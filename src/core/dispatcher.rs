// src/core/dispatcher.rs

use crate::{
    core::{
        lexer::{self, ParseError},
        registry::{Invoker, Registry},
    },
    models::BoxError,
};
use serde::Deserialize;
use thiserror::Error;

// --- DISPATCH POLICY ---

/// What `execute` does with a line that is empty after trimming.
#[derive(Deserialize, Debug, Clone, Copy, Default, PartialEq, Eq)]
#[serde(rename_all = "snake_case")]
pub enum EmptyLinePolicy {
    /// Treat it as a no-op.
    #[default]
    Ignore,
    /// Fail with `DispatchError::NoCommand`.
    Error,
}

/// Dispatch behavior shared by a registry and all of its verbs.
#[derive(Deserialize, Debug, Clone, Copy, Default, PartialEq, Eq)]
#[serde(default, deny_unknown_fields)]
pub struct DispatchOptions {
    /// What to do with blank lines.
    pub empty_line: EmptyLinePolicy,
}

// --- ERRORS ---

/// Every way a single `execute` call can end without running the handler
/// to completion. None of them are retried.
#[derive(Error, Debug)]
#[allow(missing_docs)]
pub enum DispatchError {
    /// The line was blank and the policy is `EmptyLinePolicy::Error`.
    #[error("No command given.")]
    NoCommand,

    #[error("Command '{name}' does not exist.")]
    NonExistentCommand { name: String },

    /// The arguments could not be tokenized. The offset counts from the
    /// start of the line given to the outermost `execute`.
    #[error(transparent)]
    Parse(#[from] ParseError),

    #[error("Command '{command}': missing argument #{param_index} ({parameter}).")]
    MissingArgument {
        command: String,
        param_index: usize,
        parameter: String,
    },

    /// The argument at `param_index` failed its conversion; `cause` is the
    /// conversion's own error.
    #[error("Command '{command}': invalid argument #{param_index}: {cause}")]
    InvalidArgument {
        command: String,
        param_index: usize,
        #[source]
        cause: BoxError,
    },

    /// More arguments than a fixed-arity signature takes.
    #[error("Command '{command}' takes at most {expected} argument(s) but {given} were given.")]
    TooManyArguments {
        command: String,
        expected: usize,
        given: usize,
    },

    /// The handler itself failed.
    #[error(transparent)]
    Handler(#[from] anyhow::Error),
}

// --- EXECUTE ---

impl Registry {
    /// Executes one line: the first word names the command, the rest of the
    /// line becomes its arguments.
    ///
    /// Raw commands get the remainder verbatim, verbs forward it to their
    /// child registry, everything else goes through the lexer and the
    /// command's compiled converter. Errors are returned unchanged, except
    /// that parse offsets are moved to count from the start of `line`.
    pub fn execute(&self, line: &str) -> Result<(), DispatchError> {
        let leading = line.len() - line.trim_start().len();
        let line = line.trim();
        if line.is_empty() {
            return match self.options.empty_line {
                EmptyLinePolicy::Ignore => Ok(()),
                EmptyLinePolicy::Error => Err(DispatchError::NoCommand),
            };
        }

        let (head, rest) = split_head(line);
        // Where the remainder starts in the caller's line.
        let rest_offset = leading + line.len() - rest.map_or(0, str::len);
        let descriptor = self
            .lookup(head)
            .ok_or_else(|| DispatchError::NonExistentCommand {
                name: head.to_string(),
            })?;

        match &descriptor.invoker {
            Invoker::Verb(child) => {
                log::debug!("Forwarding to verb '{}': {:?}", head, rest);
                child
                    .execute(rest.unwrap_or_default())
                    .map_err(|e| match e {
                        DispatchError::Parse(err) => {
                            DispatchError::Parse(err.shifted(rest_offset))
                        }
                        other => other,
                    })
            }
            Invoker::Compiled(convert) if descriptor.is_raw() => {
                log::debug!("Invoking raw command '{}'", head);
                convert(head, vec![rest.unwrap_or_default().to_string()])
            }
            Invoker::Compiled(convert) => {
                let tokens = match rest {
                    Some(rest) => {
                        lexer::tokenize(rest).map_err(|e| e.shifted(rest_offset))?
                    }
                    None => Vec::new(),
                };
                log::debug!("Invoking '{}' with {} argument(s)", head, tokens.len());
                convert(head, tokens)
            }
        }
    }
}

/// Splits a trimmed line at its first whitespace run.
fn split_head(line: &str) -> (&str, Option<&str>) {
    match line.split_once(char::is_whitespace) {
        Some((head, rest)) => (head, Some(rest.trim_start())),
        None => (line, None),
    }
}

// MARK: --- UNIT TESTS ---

* * *

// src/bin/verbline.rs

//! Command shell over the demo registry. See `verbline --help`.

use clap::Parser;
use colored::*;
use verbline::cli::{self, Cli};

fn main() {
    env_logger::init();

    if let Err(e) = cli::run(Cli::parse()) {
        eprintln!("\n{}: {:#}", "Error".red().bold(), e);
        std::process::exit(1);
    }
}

---

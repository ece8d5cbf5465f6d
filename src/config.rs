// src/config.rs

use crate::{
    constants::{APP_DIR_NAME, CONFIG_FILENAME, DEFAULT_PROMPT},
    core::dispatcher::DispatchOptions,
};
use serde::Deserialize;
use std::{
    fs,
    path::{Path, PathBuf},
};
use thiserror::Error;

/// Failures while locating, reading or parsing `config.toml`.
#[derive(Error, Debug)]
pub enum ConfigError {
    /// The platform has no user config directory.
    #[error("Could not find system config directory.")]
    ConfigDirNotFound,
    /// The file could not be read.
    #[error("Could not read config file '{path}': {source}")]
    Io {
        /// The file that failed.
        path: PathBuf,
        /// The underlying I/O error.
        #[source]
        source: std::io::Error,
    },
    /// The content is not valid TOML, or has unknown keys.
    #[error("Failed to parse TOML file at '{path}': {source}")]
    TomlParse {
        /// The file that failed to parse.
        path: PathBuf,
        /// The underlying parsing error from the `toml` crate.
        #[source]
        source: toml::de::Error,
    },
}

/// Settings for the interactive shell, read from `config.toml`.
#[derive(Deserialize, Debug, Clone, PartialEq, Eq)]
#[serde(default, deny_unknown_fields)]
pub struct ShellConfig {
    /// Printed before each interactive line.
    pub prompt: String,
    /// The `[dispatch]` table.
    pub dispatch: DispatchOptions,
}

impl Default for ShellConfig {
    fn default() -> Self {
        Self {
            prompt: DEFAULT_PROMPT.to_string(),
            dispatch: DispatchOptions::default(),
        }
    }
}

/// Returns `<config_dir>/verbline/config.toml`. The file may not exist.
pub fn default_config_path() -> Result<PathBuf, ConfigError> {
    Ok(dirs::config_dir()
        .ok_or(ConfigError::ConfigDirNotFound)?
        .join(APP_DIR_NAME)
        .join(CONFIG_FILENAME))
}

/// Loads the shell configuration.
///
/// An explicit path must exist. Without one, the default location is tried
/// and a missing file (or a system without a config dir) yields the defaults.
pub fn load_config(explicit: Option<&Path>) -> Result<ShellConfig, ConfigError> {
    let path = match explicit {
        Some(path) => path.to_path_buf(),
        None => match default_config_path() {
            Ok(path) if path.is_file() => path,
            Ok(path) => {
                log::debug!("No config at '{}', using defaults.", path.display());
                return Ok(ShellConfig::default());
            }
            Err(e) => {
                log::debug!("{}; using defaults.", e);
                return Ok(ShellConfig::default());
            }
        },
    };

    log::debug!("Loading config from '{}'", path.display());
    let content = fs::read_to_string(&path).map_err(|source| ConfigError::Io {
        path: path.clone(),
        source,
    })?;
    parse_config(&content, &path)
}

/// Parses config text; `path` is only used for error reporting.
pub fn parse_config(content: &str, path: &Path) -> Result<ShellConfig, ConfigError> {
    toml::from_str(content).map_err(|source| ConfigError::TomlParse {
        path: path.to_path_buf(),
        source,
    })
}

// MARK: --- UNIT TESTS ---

WHAT IS BEING ASKED:
Copy each line in the entries above where "enum" turns up.

ANSWER TO THIS EXERCISE:
pub enum EmptyLinePolicy {
pub enum DispatchError {
pub enum ConfigError {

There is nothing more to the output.